Gezamenlijk verbeteren
Deze connecties zijn er ook aan de UltraWideBand kant. Matteo: “TNO test het lokalisatiesysteem dat we bedacht hebben in de use case van het busdepot. Ze geven feedback over de werking, en tips voor eventuele aanpassingen. Omdat het busdepot een besloten omgeving is en onbereikbaar voor GPS, zijn er dingen waarmee je rekening moet houden die specifiek zijn voor dat gebruik. De bussen moeten zichzelf bijvoorbeeld dertig centimeter uit elkaar parkeren. Het transmissiesysteem houdt niet van het metaal waar bussen van gemaakt zijn. Dus je nauwkeurigheid kan afnemen. Wij willen weten óf de nauwkeurigheid afneemt en hoeveel. Met deze gegevens proberen we gezamenlijk de positiebepaling te verbeteren”.

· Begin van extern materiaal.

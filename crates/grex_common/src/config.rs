//! Immutable server configuration, consumed once at construction.

use serde::{Deserialize, Serialize};

use crate::types::{Gtid, ServerId};

/// How brute-force abort victims are rolled back.
///
/// Declared by the embedder at construction and immutable afterwards.
#[derive(Debug, Clone, Copy, PartialEq, Eq, Serialize, Deserialize)]
#[serde(rename_all = "lowercase")]
pub enum RollbackMode {
    /// The victim is only marked; the conflict surfaces at the victim's next
    /// command hook.
    Async,
    /// The victim must be rolled back immediately by a background rollbacker
    /// so the applier is never blocked.
    Sync,
}

/// Identity and policy of one replication server.
///
/// All fields are fixed for the lifetime of the server state.
#[derive(Debug, Clone, Serialize, Deserialize)]
pub struct ServerConfig {
    /// Human-readable server name, used in logs and SST requests.
    pub name: String,
    /// Stable server identity within the group.
    pub id: ServerId,
    /// Address the DBMS accepts client connections on, advertised to the
    /// group.
    pub incoming_address: String,
    /// Group communication address.
    pub address: String,
    /// Directory for replication-specific data files.
    pub working_dir: String,
    /// Position to start from when no cluster state is available.
    pub initial_position: Gtid,
    /// Highest replication protocol version this server speaks.
    pub max_protocol_version: i32,
    pub rollback_mode: RollbackMode,
}
//! Streaming registries and write-set application routing.

mod common;

use common::*;
use grex_core::TxnState;

fn meta(
    source: ServerId,
    seqno: i64,
    client: u64,
    txn: u64,
    flags: WsFlags,
) -> WsMeta {
    WsMeta {
        gtid: gtid(source, seqno),
        server_id: source,
        client_id: ClientId(client),
        transaction_id: TransactionId(txn),
        flags,
    }
}

fn open_client(fx: &Fixture, id: u64) -> (Arc<MockClientService>, Arc<ClientState>) {
    let service = MockClientService::new();
    let client = ClientState::new(fx.server.clone(), service.clone(), ClientMode::Replicating);
    client.open(ClientId(id));
    (service, client)
}

#[test]
fn streaming_client_registration_round_trip() {
    let fx = setup(false);
    sync_server(&fx);
    let (_service, client) = open_client(&fx, 10);

    fx.server.start_streaming_client(&client);
    fx.server.stop_streaming_client(&client);
}

#[test]
#[should_panic(expected = "duplicate streaming client")]
fn duplicate_streaming_client_is_fatal() {
    let fx = setup(false);
    sync_server(&fx);
    let (_service, client) = open_client(&fx, 10);

    fx.server.start_streaming_client(&client);
    fx.server.start_streaming_client(&client);
}

#[test]
#[should_panic(expected = "unknown streaming client")]
fn stopping_an_unknown_streaming_client_is_fatal() {
    let fx = setup(false);
    sync_server(&fx);
    let (_service, client) = open_client(&fx, 10);

    fx.server.stop_streaming_client(&client);
}

#[test]
#[should_panic(expected = "duplicate streaming applier")]
fn duplicate_streaming_applier_key_is_fatal() {
    let fx = setup(false);
    let origin = server_id(0xbb);
    let applier: SharedApplier = Arc::new(Mutex::new(MockHighPriorityService::default()));

    fx.server
        .start_streaming_applier(origin, TransactionId(1), applier.clone());
    fx.server
        .start_streaming_applier(origin, TransactionId(1), applier);
}

#[test]
fn foreign_streams_closed_on_new_primary_view() {
    let fx = setup(false);
    sync_server(&fx);
    let a = server_id(0xa);
    let b = server_id(0xb);

    let svc: SharedApplier = Arc::new(Mutex::new(MockHighPriorityService::default()));
    fx.server.start_streaming_applier(a, TransactionId(1), svc.clone());
    fx.server.start_streaming_applier(b, TransactionId(1), svc);

    // b drops out of the primary component
    let mut hps = MockHighPriorityService::default();
    fx.server
        .on_view(primary_view(2, Some(1), &[a, fx.own_id]), &mut hps);

    assert!(fx.server.find_streaming_applier(a, TransactionId(1)).is_some());
    assert!(fx.server.find_streaming_applier(b, TransactionId(1)).is_none());
    assert_eq!(fx.server.streaming_applier_count(), 1);
    // the view-delivering applier performed the ordered rollback
    assert_eq!(hps.rolled_back, vec![TransactionId(1)]);
    assert_eq!(hps.after_applies, 1);
}

#[test]
fn write_sets_below_snapshot_position_are_discarded() {
    let fx = setup(false);
    sync_server(&fx); // snapshot position is seqno 42
    let mut hps = MockHighPriorityService::default();

    let rc = fx.server.on_apply(
        &mut hps,
        &WsHandle::new(TransactionId(5)),
        &meta(server_id(0xaa), 40, 1, 5, WsFlags::complete()),
        b"payload",
    );
    assert_eq!(rc, 0);
    assert!(hps.started.is_empty());
    assert!(hps.committed.is_empty());
}

#[test]
fn complete_write_set_applied_and_committed() {
    let fx = setup(false);
    sync_server(&fx);
    let mut hps = MockHighPriorityService::default();
    let source = server_id(0xaa);

    let rc = fx.server.on_apply(
        &mut hps,
        &WsHandle::new(TransactionId(5)),
        &meta(source, 43, 1, 5, WsFlags::complete()),
        b"payload",
    );
    assert_eq!(rc, 0);
    assert_eq!(hps.started, vec![TransactionId(5)]);
    assert_eq!(hps.applied, vec![(TransactionId(5), 7)]);
    assert_eq!(hps.committed, vec![TransactionId(5)]);
    assert_eq!(hps.after_applies, 1);
    assert_eq!(fx.server.last_committed_gtid(), gtid(source, 43));
}

#[test]
fn failed_apply_rolls_back_and_reports() {
    let fx = setup(false);
    sync_server(&fx);
    let mut hps = MockHighPriorityService {
        fail_apply: true,
        ..MockHighPriorityService::default()
    };
    let source = server_id(0xaa);

    let rc = fx.server.on_apply(
        &mut hps,
        &WsHandle::new(TransactionId(5)),
        &meta(source, 43, 1, 5, WsFlags::complete()),
        b"payload",
    );
    assert_eq!(rc, 1);
    assert_eq!(hps.rolled_back, vec![TransactionId(5)]);
    assert!(hps.committed.is_empty());
    // the failed position must not advance the committed GTID
    assert_eq!(fx.server.last_committed_gtid(), gtid(source, 42));
}

#[test]
fn fragments_are_routed_to_a_stand_in_applier() {
    let fx = setup(false);
    sync_server(&fx);
    let origin = server_id(0xbb);
    let mut hps = MockHighPriorityService::default();

    // first fragment creates the stand-in
    let rc = fx.server.on_apply(
        &mut hps,
        &WsHandle::new(TransactionId(7)),
        &meta(origin, 43, 3, 7, WsFlags::fragment(true)),
        b"frag-1",
    );
    assert_eq!(rc, 0);
    assert!(fx
        .server
        .find_streaming_applier(origin, TransactionId(7))
        .is_some());
    // the delivering applier is not involved in fragment application
    assert!(hps.started.is_empty());
    assert!(hps.applied.is_empty());

    // further fragments reuse it
    let rc = fx.server.on_apply(
        &mut hps,
        &WsHandle::new(TransactionId(7)),
        &meta(origin, 44, 3, 7, WsFlags::fragment(false)),
        b"frag-2",
    );
    assert_eq!(rc, 0);
    assert_eq!(fx.server.streaming_applier_count(), 1);

    // the commit fragment completes the stream and removes the entry
    let rc = fx.server.on_apply(
        &mut hps,
        &WsHandle::new(TransactionId(7)),
        &meta(origin, 45, 3, 7, WsFlags::commit_fragment()),
        b"",
    );
    assert_eq!(rc, 0);
    assert!(fx
        .server
        .find_streaming_applier(origin, TransactionId(7))
        .is_none());
    assert_eq!(fx.server.last_committed_gtid(), gtid(origin, 45));
}

#[test]
fn registered_applier_receives_routed_fragments() {
    let fx = setup(false);
    sync_server(&fx);
    let origin = server_id(0xbb);
    let recorder = Arc::new(Mutex::new(MockHighPriorityService::default()));
    fx.server
        .start_streaming_applier(origin, TransactionId(9), recorder.clone());

    let mut hps = MockHighPriorityService::default();
    let rc = fx.server.on_apply(
        &mut hps,
        &WsHandle::new(TransactionId(9)),
        &meta(origin, 43, 3, 9, WsFlags::fragment(false)),
        b"frag",
    );
    assert_eq!(rc, 0);
    let recorded = recorder.lock();
    assert_eq!(recorded.applied, vec![(TransactionId(9), 4)]);
    // the stand-in was registered explicitly, not started by routing
    assert!(recorded.started.is_empty());
}

#[test]
fn rollback_fragment_closes_applier_and_aborts_local_client() {
    let fx = setup(false);
    sync_server(&fx);

    // a local streaming transaction, and its stand-in registered by the
    // origin side of the stream
    let (_service, client) = open_client(&fx, 3);
    client.before_command();
    client.start_transaction(TransactionId(9));
    fx.server.start_streaming_client(&client);

    let recorder = Arc::new(Mutex::new(MockHighPriorityService::default()));
    fx.server
        .start_streaming_applier(fx.own_id, TransactionId(9), recorder.clone());

    let mut hps = MockHighPriorityService::default();
    let rc = fx.server.on_apply(
        &mut hps,
        &WsHandle::new(TransactionId(9)),
        &meta(fx.own_id, 50, 3, 9, WsFlags::rollback_fragment()),
        b"",
    );
    assert_eq!(rc, 0);
    assert!(fx
        .server
        .find_streaming_applier(fx.own_id, TransactionId(9))
        .is_none());
    assert_eq!(recorder.lock().rolled_back, vec![TransactionId(9)]);
    // the owning session got the brute-force abort signal
    assert_eq!(client.transaction_state(), TxnState::MustAbort);

    fx.server.stop_streaming_client(&client);
}

#[test]
fn rollback_fragment_for_remote_stream_leaves_local_clients_alone() {
    let fx = setup(false);
    sync_server(&fx);
    let origin = server_id(0xbb);

    let (_service, client) = open_client(&fx, 3);
    client.before_command();
    client.start_transaction(TransactionId(9));
    fx.server.start_streaming_client(&client);

    let rc = fx.server.on_apply(
        &mut MockHighPriorityService::default(),
        &WsHandle::new(TransactionId(9)),
        &meta(origin, 50, 3, 9, WsFlags::rollback_fragment()),
        b"",
    );
    assert_eq!(rc, 0);
    assert_eq!(client.transaction_state(), TxnState::Executing);

    fx.server.stop_streaming_client(&client);
}

#[test]
fn convert_streaming_client_to_applier_hands_over_the_stream() {
    let fx = setup(false);
    sync_server(&fx);

    let (_service, client) = open_client(&fx, 3);
    client.before_command();
    client.start_transaction(TransactionId(9));
    fx.server.start_streaming_client(&client);

    fx.server.convert_streaming_client_to_applier(&client);
    assert!(fx
        .server
        .find_streaming_applier(fx.own_id, TransactionId(9))
        .is_some());

    // the remote rollback now completes against the stand-in; the client
    // is no longer registered and stays untouched
    let rc = fx.server.on_apply(
        &mut MockHighPriorityService::default(),
        &WsHandle::new(TransactionId(9)),
        &meta(fx.own_id, 51, 3, 9, WsFlags::rollback_fragment()),
        b"",
    );
    assert_eq!(rc, 0);
    assert!(fx
        .server
        .find_streaming_applier(fx.own_id, TransactionId(9))
        .is_none());
    assert_eq!(client.transaction_state(), TxnState::Executing);
}

#[test]
fn disconnect_view_closes_all_streams() {
    let fx = setup(false);
    sync_server(&fx);
    let origin = server_id(0xbb);

    let (_service, client) = open_client(&fx, 3);
    client.before_command();
    client.start_transaction(TransactionId(9));
    fx.server.start_streaming_client(&client);

    let recorder = Arc::new(Mutex::new(MockHighPriorityService::default()));
    fx.server
        .start_streaming_applier(origin, TransactionId(4), recorder.clone());

    let mut hps = MockHighPriorityService::default();
    fx.server.on_view(
        View::new(
            Gtid::undefined(),
            Seqno(3),
            ViewStatus::NonPrimary,
            Some(0),
            1,
            vec![Member::new(fx.own_id, "node-1", "127.0.0.1:3306")],
        ),
        &mut hps,
    );

    assert_eq!(fx.server.streaming_applier_count(), 0);
    assert_eq!(hps.rolled_back, vec![TransactionId(4)]);
    // the local streaming transaction was brute-force aborted
    assert_eq!(client.transaction_state(), TxnState::MustAbort);
    assert_eq!(fx.server.state(), ServerStatus::Disconnecting);
}
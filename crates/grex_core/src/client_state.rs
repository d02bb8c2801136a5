//! Per-session client state machine.
//!
//! Each DBMS session owns one `ClientState` and drives it through the
//! command hooks: `open` → `before_command` → `before_statement` →
//! *(statement executes)* → `after_statement` → `after_command_before_result`
//! → *(result sent)* → `after_command_after_result`, then `close` and
//! `cleanup`. High-priority applier threads may mark the embedded
//! transaction for brute-force abort at any point; the hooks absorb the
//! abort as a deadlock error at the next boundary.
//!
//! Lock order: a thread holding the client mutex may take the server mutex,
//! never the reverse. Sections that call embedder services drop the client
//! lock and reacquire.

use std::fmt;
use std::sync::Arc;
use std::thread::{self, ThreadId};

use parking_lot::{Condvar, Mutex, MutexGuard};

use grex_common::{ClientError, ClientId, Key, RollbackMode, Seqno, TransactionId, WsFlags, WsMeta};

use crate::server_state::ServerState;
use crate::service::ClientService;
use crate::transaction::{FragmentUnit, Transaction, TxnState};

/// Session lifecycle states.
#[derive(Debug, Clone, Copy, PartialEq, Eq)]
pub enum ClientStatus {
    /// Not open.
    None,
    /// Between commands.
    Idle,
    /// Processing a command.
    Exec,
    /// Command done, result being returned.
    Result,
    /// Session closing.
    Quitting,
}

impl ClientStatus {
    fn as_str(self) -> &'static str {
        match self {
            ClientStatus::None => "none",
            ClientStatus::Idle => "idle",
            ClientStatus::Exec => "exec",
            ClientStatus::Result => "result",
            ClientStatus::Quitting => "quit",
        }
    }
}

impl fmt::Display for ClientStatus {
    fn fmt(&self, f: &mut fmt::Formatter<'_>) -> fmt::Result {
        write!(f, "{}", self.as_str())
    }
}

/// Session replication modes.
#[derive(Debug, Clone, Copy, PartialEq, Eq)]
pub enum ClientMode {
    /// Non-replicating session; terminal.
    Local,
    /// Local transactions replicated through the provider.
    Replicating,
    /// Applier session for remote write sets.
    HighPriority,
    /// Total-order isolation.
    Toi,
}

impl ClientMode {
    fn as_str(self) -> &'static str {
        match self {
            ClientMode::Local => "local",
            ClientMode::Replicating => "replicating",
            ClientMode::HighPriority => "high-priority",
            ClientMode::Toi => "toi",
        }
    }
}

impl fmt::Display for ClientMode {
    fn fmt(&self, f: &mut fmt::Formatter<'_>) -> fmt::Result {
        write!(f, "{}", self.as_str())
    }
}

/// Outcome classification of `after_statement`.
#[derive(Debug, Clone, Copy, PartialEq, Eq)]
pub enum AfterStatementResult {
    Success,
    /// The statement deadlocked but may be retried transparently
    /// (replicating autocommit session).
    MayRetry,
    Error,
}

fn state_transition_allowed(from: ClientStatus, to: ClientStatus) -> bool {
    matches!(
        (from, to),
        (ClientStatus::None, ClientStatus::Idle)
            | (ClientStatus::Idle, ClientStatus::Exec)
            | (ClientStatus::Idle, ClientStatus::Quitting)
            | (ClientStatus::Exec, ClientStatus::Result)
            | (ClientStatus::Result, ClientStatus::Idle)
            | (ClientStatus::Quitting, ClientStatus::None)
    )
}
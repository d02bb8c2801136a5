//! Registries for in-flight streaming transactions.
//!
//! Two indexes bridge fragment producers and consumers:
//!
//! - streaming clients: local replicating sessions whose transaction is
//!   fragmenting, keyed by client id;
//! - streaming appliers: high-priority services impersonating a remote
//!   streaming transaction, keyed by `(origin server, origin transaction)`.
//!
//! Neither map owns its entries. Client entries are weak; applier handles
//! are shared with the embedder, which controls their lifetime. All access
//! goes through the server state and happens under the server mutex.

use std::collections::HashMap;
use std::sync::{Arc, Weak};

use grex_common::{ClientId, ServerId, TransactionId};

use crate::client_state::ClientState;
use crate::service::SharedApplier;

#[derive(Default)]
pub(crate) struct StreamingRegistry {
    clients: HashMap<ClientId, Weak<ClientState>>,
    appliers: HashMap<(ServerId, TransactionId), SharedApplier>,
}

impl StreamingRegistry {
    pub(crate) fn insert_client(&mut self, id: ClientId, client: &Arc<ClientState>) {
        if self.clients.insert(id, Arc::downgrade(client)).is_some() {
            panic!("server_state: duplicate streaming client: {id}");
        }
    }

    pub(crate) fn remove_client(&mut self, id: ClientId) {
        if self.clients.remove(&id).is_none() {
            panic!("server_state: unknown streaming client: {id}");
        }
    }

    pub(crate) fn find_client(&self, id: ClientId) -> Option<Arc<ClientState>> {
        self.clients.get(&id).and_then(Weak::upgrade)
    }

    pub(crate) fn insert_applier(
        &mut self,
        server_id: ServerId,
        transaction_id: TransactionId,
        applier: SharedApplier,
    ) {
        if self
            .appliers
            .insert((server_id, transaction_id), applier)
            .is_some()
        {
            panic!("server_state: duplicate streaming applier: ({server_id}, {transaction_id})");
        }
    }

    pub(crate) fn remove_applier(&mut self, server_id: ServerId, transaction_id: TransactionId) {
        if self.appliers.remove(&(server_id, transaction_id)).is_none() {
            panic!("server_state: unknown streaming applier: ({server_id}, {transaction_id})");
        }
    }

    pub(crate) fn take_applier(
        &mut self,
        server_id: ServerId,
        transaction_id: TransactionId,
    ) -> Option<SharedApplier> {
        self.appliers.remove(&(server_id, transaction_id))
    }

    pub(crate) fn find_applier(
        &self,
        server_id: ServerId,
        transaction_id: TransactionId,
    ) -> Option<SharedApplier> {
        self.appliers.get(&(server_id, transaction_id)).cloned()
    }

    pub(crate) fn applier_count(&self) -> usize {
        self.appliers.len()
    }

    /// Remove every applier whose origin server is not in `retain`, returning
    /// the removed entries for closure.
    pub(crate) fn drain_foreign_appliers(
        &mut self,
        retain: impl Fn(ServerId) -> bool,
    ) -> Vec<((ServerId, TransactionId), SharedApplier)> {
        let foreign: Vec<(ServerId, TransactionId)> = self
            .appliers
            .keys()
            .filter(|(sid, _)| !retain(*sid))
            .copied()
            .collect();
        foreign
            .into_iter()
            .map(|key| {
                let svc = self.appliers.remove(&key).expect("key collected above");
                (key, svc)
            })
            .collect()
    }

    /// Remove all entries, returning live clients and all appliers.
    pub(crate) fn drain_all(
        &mut self,
    ) -> (
        Vec<Arc<ClientState>>,
        Vec<((ServerId, TransactionId), SharedApplier)>,
    ) {
        let clients = self
            .clients
            .drain()
            .filter_map(|(_, weak)| weak.upgrade())
            .collect();
        let appliers = self.appliers.drain().collect();
        (clients, appliers)
    }
}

We staan aan het begin van het openstellen van alle relevante informatie aan bestuurders.
Meer gemak en verbeterde bereikbaarheid
Gaan de inwoners van Nederland ook iets merken van deze innovaties? “De bussen die VDL ontwikkelt verbeteren de reizigerservaring. Natuurlijk zien reizigers niet dat de bus ’s nachts zelfstandig door de remise rijdt, zichzelf oplaadt en parkeert. Maar ze merken het wel. De bus gaat veel meer functies krijgen, zoals de precieze locatie waar hij stopt. Daardoor wordt in- en uitstappen veel eenvoudiger. We gaan kleinere bussen zien, die vaker rijden. Daardoor wordt de bereikbaarheid vergroot en de totale reistijd verkleind. Wat we proberen te doen in DITM is de digitale infrastructuur te verbinden. Er is enorm veel informatie en data beschikbaar. We staan aan het begin van het openstellen van al die informatie aan bestuurders. Er is veel potentieel om de doorstroming van het verkeer te verbeteren en het rijden veiliger en gemakkelijker te maken” aldus Brian.
Waardevolle samenwerking
NXP zoekt de samenwerking met andere bedrijven, om zo concrete stappen te zetten. “We proberen altijd te kijken naar het ecosysteem van de bedrijven om ons heen om innovaties te versnellen en uit te vinden welke bedrijven interessant voor ons zijn. Dat zijn vaak potentiële klanten, een softwarepartner of een klant van een klant. We zijn nu bijvoorbeeld bezig met het opzetten van een project met DAF over circulaire batterijen. We blijven kijken naar nieuwe gebieden, passende bedrijven en manieren van samenwerken. Natuurlijk mogen we kennisinstellingen zoals de TU/e daarbij niet vergeten. Zij maken ook deel uit dit ecosysteem, en doen waardevol wetenschappelijk onderzoek op het gebied van deze onderwerpen” sluit Brian zijn betoog af.